I saw an electric water heater made by A O Smith the other day, the serial number of which defied standard decoding rules for determining manufacturing date. The customer knew that his electric water heater was old, but he didn’t know how old and he had no records. One clue was that there was no sacrificial anode. Further investigation turned up an older coding system used by Smith, and according to this code the electric water heater was built in 1979.

Water heater life expectancy, electric or otherwise, is typically cited by the home inspector as twelve to fifteen years on the average, although in some parts of the country there is failure after eight years and in other parts twenty-five years is not unusual. But this particular electric water heater was thirty-two years old and still working fine.
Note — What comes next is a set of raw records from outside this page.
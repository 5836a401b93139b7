// Copyright 2026 Phillip Cloud
// Licensed under the Apache License, Version 2.0

use anyhow::{Result, bail};
use serde::de::{self, MapAccess, SeqAccess, Visitor};
use serde::{Deserialize, Deserializer, Serialize, Serializer};
use std::borrow::Cow;
use std::collections::BTreeSet;
use std::fmt;

const DEFAULT_TEXT_ROWS: u16 = 3;

#[derive(Debug, Clone, Copy, PartialEq, Eq, Hash, Serialize, Deserialize)]
#[serde(rename_all = "snake_case")]
pub enum FieldType {
    String,
    Number,
    Boolean,
    Datetime,
    Json,
    Select,
    Static,
    Text,
    Group,
}

impl FieldType {
    pub const ALL: [Self; 9] = [
        Self::String,
        Self::Number,
        Self::Boolean,
        Self::Datetime,
        Self::Json,
        Self::Select,
        Self::Static,
        Self::Text,
        Self::Group,
    ];

    pub const fn as_str(self) -> &'static str {
        match self {
            Self::String => "string",
            Self::Number => "number",
            Self::Boolean => "boolean",
            Self::Datetime => "datetime",
            Self::Json => "json",
            Self::Select => "select",
            Self::Static => "static",
            Self::Text => "text",
            Self::Group => "group",
        }
    }

    pub fn parse(value: &str) -> Option<Self> {
        match value {
            "string" => Some(Self::String),
            "number" => Some(Self::Number),
            "boolean" => Some(Self::Boolean),
            "datetime" => Some(Self::Datetime),
            "json" => Some(Self::Json),
            "select" => Some(Self::Select),
            "static" => Some(Self::Static),
            "text" => Some(Self::Text),
            "group" => Some(Self::Group),
            _ => None,
        }
    }

    /// Leaf types hold a value in a record's data map.
    pub const fn holds_value(self) -> bool {
        !matches!(self, Self::Static | Self::Group)
    }
}

/// One `(value, label)` entry of a select field.
#[derive(Debug, Clone, PartialEq, Eq, Serialize, Deserialize)]
#[serde(from = "RawChoice")]
pub struct Choice {
    pub value: String,
    pub label: String,
}

impl Choice {
    pub fn new(value: impl Into<String>, label: impl Into<String>) -> Self {
        Self {
            value: value.into(),
            label: label.into(),
        }
    }
}

#[derive(Deserialize)]
#[serde(untagged)]
enum RawChoice {
    Pair(String, String),
    Plain(String),
    Full { value: String, label: String },
}

impl From<RawChoice> for Choice {
    fn from(raw: RawChoice) -> Self {
        match raw {
            RawChoice::Pair(value, label) | RawChoice::Full { value, label } => {
                Self { value, label }
            }
            RawChoice::Plain(value) => Self {
                label: value.clone(),
                value,
            },
        }
    }
}

/// Type-specific part of a field. Only `Select` carries choices and only
/// `Group` carries nested fields.
#[derive(Debug, Clone, PartialEq, Serialize, Deserialize)]
#[serde(tag = "type", rename_all = "snake_case")]
pub enum FieldKind {
    String,
    Number,
    Boolean,
    Datetime,
    Json,
    Select {
        #[serde(default)]
        choices: Vec<Choice>,
        #[serde(default)]
        nullable: bool,
    },
    Static {
        #[serde(default)]
        html: String,
    },
    Text {
        #[serde(default = "default_text_rows")]
        rows: u16,
    },
    Group {
        #[serde(default)]
        fields: FieldSet,
    },
}

impl FieldKind {
    pub const fn field_type(&self) -> FieldType {
        match self {
            Self::String => FieldType::String,
            Self::Number => FieldType::Number,
            Self::Boolean => FieldType::Boolean,
            Self::Datetime => FieldType::Datetime,
            Self::Json => FieldType::Json,
            Self::Select { .. } => FieldType::Select,
            Self::Static { .. } => FieldType::Static,
            Self::Text { .. } => FieldType::Text,
            Self::Group { .. } => FieldType::Group,
        }
    }

    pub fn text() -> Self {
        Self::Text {
            rows: DEFAULT_TEXT_ROWS,
        }
    }

    pub fn select(choices: Vec<Choice>, nullable: bool) -> Self {
        Self::Select { choices, nullable }
    }

    pub fn group(fields: Vec<FieldSchema>) -> Self {
        Self::Group {
            fields: FieldSet::new(fields),
        }
    }
}

fn default_text_rows() -> u16 {
    DEFAULT_TEXT_ROWS
}

fn default_true() -> bool {
    true
}

#[derive(Debug, Clone, PartialEq, Serialize, Deserialize)]
pub struct FieldSchema {
    #[serde(default)]
    pub name: String,
    #[serde(flatten)]
    pub kind: FieldKind,
    #[serde(default)]
    pub label: String,
    #[serde(default)]
    pub required: bool,
    #[serde(default = "default_true")]
    pub editable: bool,
    #[serde(default = "default_true")]
    pub visible: bool,
    #[serde(default, skip_serializing_if = "Option::is_none")]
    pub description: Option<String>,
    #[serde(default, skip_serializing_if = "Option::is_none")]
    pub placeholder: Option<String>,
}

impl FieldSchema {
    pub fn new(name: impl Into<String>, label: impl Into<String>, kind: FieldKind) -> Self {
        Self {
            name: name.into(),
            kind,
            label: label.into(),
            required: false,
            editable: true,
            visible: true,
            description: None,
            placeholder: None,
        }
    }

    pub fn required(mut self) -> Self {
        self.required = true;
        self
    }

    pub fn read_only(mut self) -> Self {
        self.editable = false;
        self
    }

    pub fn with_description(mut self, description: impl Into<String>) -> Self {
        self.description = Some(description.into());
        self
    }

    pub const fn field_type(&self) -> FieldType {
        self.kind.field_type()
    }

    pub fn choices(&self) -> &[Choice] {
        match &self.kind {
            FieldKind::Select { choices, .. } => choices,
            _ => &[],
        }
    }

    pub fn nullable(&self) -> bool {
        matches!(self.kind, FieldKind::Select { nullable: true, .. })
    }

    pub fn fields(&self) -> &[FieldSchema] {
        match &self.kind {
            FieldKind::Group { fields } => fields.as_slice(),
            _ => &[],
        }
    }

    /// Label used in messages; falls back to the field name.
    pub fn display_label(&self) -> &str {
        if self.label.trim().is_empty() {
            &self.name
        } else {
            &self.label
        }
    }
}

/// Ordered set of sibling fields. Declaration order is preserved whether the
/// wire form is an object keyed by name or an array of named schemas.
#[derive(Debug, Clone, PartialEq, Default)]
pub struct FieldSet(Vec<FieldSchema>);

impl FieldSet {
    pub fn new(fields: Vec<FieldSchema>) -> Self {
        Self(fields)
    }

    pub fn as_slice(&self) -> &[FieldSchema] {
        &self.0
    }

    pub fn iter(&self) -> std::slice::Iter<'_, FieldSchema> {
        self.0.iter()
    }

    pub fn len(&self) -> usize {
        self.0.len()
    }

    pub fn is_empty(&self) -> bool {
        self.0.is_empty()
    }

    /// Finds a field by name anywhere in the tree, groups included.
    pub fn get(&self, name: &str) -> Option<&FieldSchema> {
        find_in(&self.0, name)
    }

    /// Finds a value-holding field by name, skipping static and group entries.
    pub fn leaf(&self, name: &str) -> Option<&FieldSchema> {
        self.get(name)
            .filter(|field| field.field_type().holds_value())
    }

    /// Visits every field depth-first in declaration order.
    pub fn walk<'a>(&'a self, visit: &mut impl FnMut(&'a FieldSchema)) {
        walk_in(&self.0, visit);
    }

    /// Value-holding fields, flattened out of groups.
    pub fn leaves(&self) -> Vec<&FieldSchema> {
        let mut out = Vec::new();
        self.walk(&mut |field| {
            if field.field_type().holds_value() {
                out.push(field);
            }
        });
        out
    }

    pub fn validate(&self) -> Result<()> {
        validate_siblings(&self.0, None, &mut BTreeSet::new())
    }
}

impl<'a> IntoIterator for &'a FieldSet {
    type Item = &'a FieldSchema;
    type IntoIter = std::slice::Iter<'a, FieldSchema>;

    fn into_iter(self) -> Self::IntoIter {
        self.0.iter()
    }
}

impl From<Vec<FieldSchema>> for FieldSet {
    fn from(fields: Vec<FieldSchema>) -> Self {
        Self(fields)
    }
}

impl<'a> From<&'a FieldSet> for Cow<'a, FieldSet> {
    fn from(fields: &'a FieldSet) -> Self {
        Cow::Borrowed(fields)
    }
}

impl From<FieldSet> for Cow<'_, FieldSet> {
    fn from(fields: FieldSet) -> Self {
        Cow::Owned(fields)
    }
}

fn find_in<'a>(fields: &'a [FieldSchema], name: &str) -> Option<&'a FieldSchema> {
    for field in fields {
        if field.name == name {
            return Some(field);
        }
        if let Some(found) = find_in(field.fields(), name) {
            return Some(found);
        }
    }
    None
}

fn walk_in<'a>(fields: &'a [FieldSchema], visit: &mut impl FnMut(&'a FieldSchema)) {
    for field in fields {
        visit(field);
        walk_in(field.fields(), visit);
    }
}

fn validate_siblings<'a>(
    fields: &'a [FieldSchema],
    parent: Option<&str>,
    values: &mut BTreeSet<&'a str>,
) -> Result<()> {
    let mut seen = BTreeSet::new();
    for field in fields {
        if field.name.trim().is_empty() {
            bail!(
                "field with label {:?} has no name -- every field needs a unique name",
                field.label
            );
        }
        if !seen.insert(field.name.as_str()) {
            match parent {
                Some(parent) => bail!(
                    "duplicate field name {:?} in group {:?}",
                    field.name,
                    parent
                ),
                None => bail!("duplicate field name {:?}", field.name),
            }
        }
        // Values live in one flat map keyed by name.
        if field.field_type().holds_value() && !values.insert(field.name.as_str()) {
            bail!(
                "field name {:?} is used by more than one value field -- names must be unique across groups",
                field.name
            );
        }
        validate_siblings(field.fields(), Some(&field.name), values)?;
    }
    Ok(())
}

impl Serialize for FieldSet {
    fn serialize<S: Serializer>(&self, serializer: S) -> Result<S::Ok, S::Error> {
        self.0.serialize(serializer)
    }
}

impl<'de> Deserialize<'de> for FieldSet {
    fn deserialize<D: Deserializer<'de>>(deserializer: D) -> Result<Self, D::Error> {
        deserializer.deserialize_any(FieldSetVisitor)
    }
}

struct FieldSetVisitor;

impl<'de> Visitor<'de> for FieldSetVisitor {
    type Value = FieldSet;

    fn expecting(&self, formatter: &mut fmt::Formatter<'_>) -> fmt::Result {
        formatter.write_str("an object of fields keyed by name or an array of named fields")
    }

    fn visit_map<A: MapAccess<'de>>(self, mut map: A) -> Result<FieldSet, A::Error> {
        let mut fields = Vec::new();
        while let Some((name, mut field)) = map.next_entry::<String, FieldSchema>()? {
            field.name = name;
            fields.push(field);
        }
        checked(fields)
    }

    fn visit_seq<A: SeqAccess<'de>>(self, mut seq: A) -> Result<FieldSet, A::Error> {
        let mut fields = Vec::new();
        while let Some(field) = seq.next_element::<FieldSchema>()? {
            fields.push(field);
        }
        checked(fields)
    }

    fn visit_unit<E: de::Error>(self) -> Result<FieldSet, E> {
        Ok(FieldSet::default())
    }
}

fn checked<E: de::Error>(fields: Vec<FieldSchema>) -> Result<FieldSet, E> {
    let set = FieldSet(fields);
    set.validate().map_err(|error| E::custom(format!("{error:#}")))?;
    Ok(set)
}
Because it was servicing a church rather than a home, its capacity was fifty gallons, albeit used maybe once or at most twice a week, and that use negligible. The TPR valve appeared to be in good condition and functional. The only attention given the electric water heater in the past decade was to drain it once.

Recommendations

The customer wanted to know what to do. Was their electric water heater still safe? Even though there was no evidence of wear, was its age sufficient to warrant replacement? Whenever I find a water heater (gas, electric, or oil) over eight years old, I recommend in my inspection report to monitor it carefully and to plan for replacement, but I stop short of recommending immediate replacement unless there is obvious danger such as a missing TPR valve. In this case, the customer was inclined not to take any chances, so the main question was the nature of the replacement.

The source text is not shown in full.